O estranho, nosso cúmplice observador da cena, tem o desejo de aproximar-se e, com suas palavras, salvar a criança, mostrar-lhe outra posição. “Você não é mau, é bom”, ele lhe diria. E lhe daria a moeda para que, através dela, o menino internalizasse bons objetos, objetos que lhe fariam, quando adulto, sobreviver aos desafios da vida.

Infelizmente, o nosso herói não é heroico. O seu impulso não se concretiza em ato e ele observa o garoto seguir a família que o destrói, em silêncio. Talvez ele mesmo, o narrador, também vítima de palavras que o desencorajaram.
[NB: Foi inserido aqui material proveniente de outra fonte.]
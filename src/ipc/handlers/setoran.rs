use crate::calc::{self, SetoranEntry};
use crate::ipc::error::ok;
use crate::ipc::handlers::setup;
use crate::ipc::helpers::{
    current_user, date_bounds, get_optional_str, get_required_i64, get_required_str,
    managed_student, parse_date, require_conn, summary_targets, visible_student, HandlerErr,
    DATE_FORMAT,
};
use crate::ipc::types::{AppState, Request};
use rusqlite::Connection;
use serde_json::{json, Value};
use uuid::Uuid;

/// Al-Baqarah, the longest surah, has 286 ayat.
const MAX_AYAT: i64 = 286;
const MAX_MISTAKES: i64 = 999;

fn setoran_create(conn: &Connection, params: &Value) -> Result<Value, HandlerErr> {
    let user = current_user(params)?;
    let student_id = get_required_str(params, "studentId")?;
    managed_student(conn, &user, &student_id)?;

    let date = parse_date(&get_required_str(params, "date")?, "date")?;
    let surah = get_required_str(params, "surah")?;
    let ayat_from = get_required_i64(params, "ayatFrom")?;
    let ayat_to = get_required_i64(params, "ayatTo")?;
    let mistakes = get_required_i64(params, "mistakes")?;
    let score = params
        .get("score")
        .and_then(|v| v.as_f64())
        .ok_or_else(|| HandlerErr::bad_params("score must be a number"))?;
    let note = get_optional_str(params, "note");

    if ayat_from < 1 {
        return Err(HandlerErr::bad_params("ayatFrom must be >= 1"));
    }
    if ayat_to < ayat_from {
        return Err(HandlerErr::bad_params("ayatTo must be >= ayatFrom"));
    }
    if ayat_to > MAX_AYAT {
        return Err(HandlerErr::bad_params(format!("ayatTo must be <= {}", MAX_AYAT)));
    }
    if !(0..=MAX_MISTAKES).contains(&mistakes) {
        return Err(HandlerErr::bad_params(format!(
            "mistakes must be in 0..={}",
            MAX_MISTAKES
        )));
    }
    if !(0.0..=100.0).contains(&score) {
        return Err(HandlerErr::bad_params("score must be in 0..=100"));
    }

    let id = Uuid::new_v4().to_string();
    conn.execute(
        "INSERT INTO setoran(id, student_id, date, surah, ayat_from, ayat_to, mistakes, score, note, created_at)
         VALUES(?, ?, ?, ?, ?, ?, ?, ?, ?, strftime('%Y-%m-%dT%H:%M:%SZ','now'))",
        (
            &id,
            &student_id,
            date.format(DATE_FORMAT).to_string(),
            &surah,
            ayat_from,
            ayat_to,
            mistakes,
            score,
            note.as_deref(),
        ),
    )
    .map_err(|e| HandlerErr::new("db_insert_failed", e.to_string()))?;
    Ok(json!({ "setoranId": id }))
}

fn setoran_list(conn: &Connection, params: &Value) -> Result<Value, HandlerErr> {
    let user = current_user(params)?;
    let student_id = get_required_str(params, "studentId")?;
    visible_student(conn, &user, &student_id)?;
    let (from, to) = date_bounds(params)?;

    let mut stmt = conn
        .prepare(
            "SELECT id, date, surah, ayat_from, ayat_to, mistakes, score, note
             FROM setoran
             WHERE student_id = ? AND date >= ? AND date <= ?
             ORDER BY date DESC, created_at DESC",
        )
        .map_err(HandlerErr::db_query)?;
    let rows = stmt
        .query_map((&student_id, &from, &to), |r| {
            Ok(json!({
                "id": r.get::<_, String>(0)?,
                "date": r.get::<_, String>(1)?,
                "surah": r.get::<_, String>(2)?,
                "ayatFrom": r.get::<_, i64>(3)?,
                "ayatTo": r.get::<_, i64>(4)?,
                "mistakes": r.get::<_, i64>(5)?,
                "score": r.get::<_, f64>(6)?,
                "note": r.get::<_, Option<String>>(7)?,
            }))
        })
        .and_then(|it| it.collect::<Result<Vec<_>, _>>())
        .map_err(HandlerErr::db_query)?;
    Ok(json!({ "setoran": rows }))
}

fn load_entries(
    conn: &Connection,
    student_id: &str,
    from: &str,
    to: &str,
) -> Result<Vec<SetoranEntry>, HandlerErr> {
    let mut stmt = conn
        .prepare(
            "SELECT ayat_from, ayat_to, mistakes, score
             FROM setoran
             WHERE student_id = ? AND date >= ? AND date <= ?",
        )
        .map_err(HandlerErr::db_query)?;
    let entries = stmt
        .query_map((student_id, from, to), |r| {
            Ok(SetoranEntry {
                ayat_from: r.get(0)?,
                ayat_to: r.get(1)?,
                mistakes: r.get(2)?,
                score: r.get(3)?,
            })
        })
        .and_then(|it| it.collect::<Result<Vec<_>, _>>())
        .map_err(HandlerErr::db_query)?;
    Ok(entries)
}

fn setoran_summary(conn: &Connection, params: &Value) -> Result<Value, HandlerErr> {
    let user = current_user(params)?;
    let targets = summary_targets(conn, &user, params)?;
    let (from, to) = date_bounds(params)?;
    let thresholds = setup::tier_thresholds(conn).map_err(HandlerErr::db_query)?;

    let mut students = Vec::with_capacity(targets.len());
    for student in targets {
        let entries = load_entries(conn, &student.id, &from, &to)?;
        students.push(json!({
            "studentId": student.id,
            "name": student.name,
            "halaqahId": student.halaqah_id,
            "summary": calc::summarize_setoran(&entries, &thresholds),
        }));
    }
    Ok(json!({ "students": students }))
}

fn handle_setoran_create(state: &mut AppState, req: &Request) -> Value {
    match require_conn(state).and_then(|conn| setoran_create(conn, &req.params)) {
        Ok(v) => ok(&req.id, v),
        Err(e) => e.response(&req.id),
    }
}

fn handle_setoran_list(state: &mut AppState, req: &Request) -> Value {
    match require_conn(state).and_then(|conn| setoran_list(conn, &req.params)) {
        Ok(v) => ok(&req.id, v),
        Err(e) => e.response(&req.id),
    }
}

fn handle_setoran_summary(state: &mut AppState, req: &Request) -> Value {
    match require_conn(state).and_then(|conn| setoran_summary(conn, &req.params)) {
        Ok(v) => ok(&req.id, v),
        Err(e) => e.response(&req.id),
    }
}

pub fn try_handle(state: &mut AppState, req: &Request) -> Option<Value> {
    match req.method.as_str() {
        "setoran.create" => Some(handle_setoran_create(state, req)),
        "setoran.list" => Some(handle_setoran_list(state, req)),
        "setoran.summary" => Some(handle_setoran_summary(state, req)),
        _ => None,
    }
}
O conto nos apresenta duas possibilidades de discurso, um que intoxica e outro que alimenta, nos faz atentar para o poder das palavras e ainda deixa uma importante reflexão: O que dizem de nós não deve nos definir. Como nos disse Freud: “Quando Pedro me fala de Paulo sei mais de Pedro do que Paulo”.



Segue o conto:



ASSASSINATO DA ALMA



De David Mamet
Tradução de Cristina Cupertino
Da revista Granta número 5

O garoto sentou-se com a cabeça apoiada nas mãos, balançando o corpo para a frente e para trás.
- …e se você não queria não deveria ter pedido- disse a mulher-, porque você não sabe o que significa merecer uma coisa, porque você não sabe o que e trabalhar para ter uma coisa.- Ela fez uma pausa.- Você sabe?
- O menino não ergueu o olhar. E parecia que a mulher não esperava que ele fizesse isso. Ela esfregou um olho durante um momento e enquanto fez isso sua boca ficou frouxa. O garoto continuou se balançando.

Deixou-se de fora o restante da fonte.